EXERCISE AIM - Beginning with the line that holds "assert!(!diag.is_empty());", set down each line of the data below through the very last, exactly as given, and nothing beyond that.

DATA TO PROCESS -
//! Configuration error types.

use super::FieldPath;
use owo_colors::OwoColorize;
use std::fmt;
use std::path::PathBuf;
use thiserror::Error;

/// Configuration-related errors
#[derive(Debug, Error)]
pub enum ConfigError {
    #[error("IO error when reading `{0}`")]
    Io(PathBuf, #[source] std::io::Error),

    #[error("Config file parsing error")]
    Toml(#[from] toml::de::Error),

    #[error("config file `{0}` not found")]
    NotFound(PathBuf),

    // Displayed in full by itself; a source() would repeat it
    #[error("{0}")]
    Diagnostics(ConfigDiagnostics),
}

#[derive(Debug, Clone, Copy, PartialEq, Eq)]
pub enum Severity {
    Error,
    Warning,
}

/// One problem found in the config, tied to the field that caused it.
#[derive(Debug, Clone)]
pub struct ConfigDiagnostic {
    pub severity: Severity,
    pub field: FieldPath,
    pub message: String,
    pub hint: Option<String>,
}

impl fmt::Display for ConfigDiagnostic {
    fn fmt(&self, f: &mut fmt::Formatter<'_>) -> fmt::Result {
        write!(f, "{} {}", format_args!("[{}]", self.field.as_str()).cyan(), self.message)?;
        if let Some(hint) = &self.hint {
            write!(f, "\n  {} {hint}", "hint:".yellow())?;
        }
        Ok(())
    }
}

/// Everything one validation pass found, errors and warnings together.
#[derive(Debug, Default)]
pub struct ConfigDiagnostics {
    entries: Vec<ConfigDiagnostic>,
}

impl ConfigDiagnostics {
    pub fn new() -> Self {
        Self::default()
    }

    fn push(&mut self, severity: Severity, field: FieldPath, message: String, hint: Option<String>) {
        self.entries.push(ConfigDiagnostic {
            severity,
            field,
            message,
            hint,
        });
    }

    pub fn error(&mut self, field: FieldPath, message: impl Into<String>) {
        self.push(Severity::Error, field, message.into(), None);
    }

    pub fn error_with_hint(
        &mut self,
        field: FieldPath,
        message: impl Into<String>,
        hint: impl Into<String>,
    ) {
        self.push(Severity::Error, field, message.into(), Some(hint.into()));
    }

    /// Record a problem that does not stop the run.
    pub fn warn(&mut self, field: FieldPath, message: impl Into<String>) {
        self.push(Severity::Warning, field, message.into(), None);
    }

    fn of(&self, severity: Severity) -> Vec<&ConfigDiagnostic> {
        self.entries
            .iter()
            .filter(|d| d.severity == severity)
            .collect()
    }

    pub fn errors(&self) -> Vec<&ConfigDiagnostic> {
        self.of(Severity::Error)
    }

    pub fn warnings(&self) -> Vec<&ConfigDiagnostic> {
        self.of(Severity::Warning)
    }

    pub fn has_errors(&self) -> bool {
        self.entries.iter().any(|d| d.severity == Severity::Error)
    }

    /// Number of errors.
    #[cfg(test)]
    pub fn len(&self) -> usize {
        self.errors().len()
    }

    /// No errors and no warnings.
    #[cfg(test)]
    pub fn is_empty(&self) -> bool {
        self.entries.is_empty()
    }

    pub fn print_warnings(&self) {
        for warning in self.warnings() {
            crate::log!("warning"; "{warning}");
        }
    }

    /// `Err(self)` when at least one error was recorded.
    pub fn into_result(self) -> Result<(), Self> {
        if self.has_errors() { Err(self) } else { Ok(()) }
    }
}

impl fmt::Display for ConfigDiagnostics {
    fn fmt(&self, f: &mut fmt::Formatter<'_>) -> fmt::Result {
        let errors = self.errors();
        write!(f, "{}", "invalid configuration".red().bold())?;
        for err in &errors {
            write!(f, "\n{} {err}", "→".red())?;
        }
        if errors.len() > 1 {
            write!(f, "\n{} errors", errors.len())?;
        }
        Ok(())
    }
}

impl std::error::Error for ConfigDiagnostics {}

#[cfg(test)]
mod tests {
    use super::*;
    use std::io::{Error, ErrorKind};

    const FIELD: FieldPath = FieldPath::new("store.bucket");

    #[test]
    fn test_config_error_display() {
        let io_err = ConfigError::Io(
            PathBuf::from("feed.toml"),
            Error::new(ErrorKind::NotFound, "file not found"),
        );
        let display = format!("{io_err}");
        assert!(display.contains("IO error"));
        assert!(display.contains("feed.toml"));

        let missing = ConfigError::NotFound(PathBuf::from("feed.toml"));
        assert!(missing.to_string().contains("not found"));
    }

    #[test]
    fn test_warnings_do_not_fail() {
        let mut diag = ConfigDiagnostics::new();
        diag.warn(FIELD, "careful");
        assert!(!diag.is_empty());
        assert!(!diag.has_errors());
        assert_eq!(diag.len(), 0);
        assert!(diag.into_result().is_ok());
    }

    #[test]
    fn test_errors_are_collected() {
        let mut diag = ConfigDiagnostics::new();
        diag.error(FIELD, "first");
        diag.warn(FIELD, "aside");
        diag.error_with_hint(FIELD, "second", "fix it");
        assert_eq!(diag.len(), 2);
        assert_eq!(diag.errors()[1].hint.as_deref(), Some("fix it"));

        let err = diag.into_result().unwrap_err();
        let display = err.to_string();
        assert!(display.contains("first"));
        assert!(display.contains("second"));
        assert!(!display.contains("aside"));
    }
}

WRITTEN SOLUTION -
        assert!(!diag.is_empty());
        assert!(!diag.has_errors());
        assert_eq!(diag.len(), 0);
        assert!(diag.into_result().is_ok());
    }

    #[test]
    fn test_errors_are_collected() {
        let mut diag = ConfigDiagnostics::new();
        diag.error(FIELD, "first");
        diag.warn(FIELD, "aside");
        diag.error_with_hint(FIELD, "second", "fix it");
        assert_eq!(diag.len(), 2);
        assert_eq!(diag.errors()[1].hint.as_deref(), Some("fix it"));

        let err = diag.into_result().unwrap_err();
        let display = err.to_string();
        assert!(display.contains("first"));
        assert!(display.contains("second"));
        assert!(!display.contains("aside"));
    }
}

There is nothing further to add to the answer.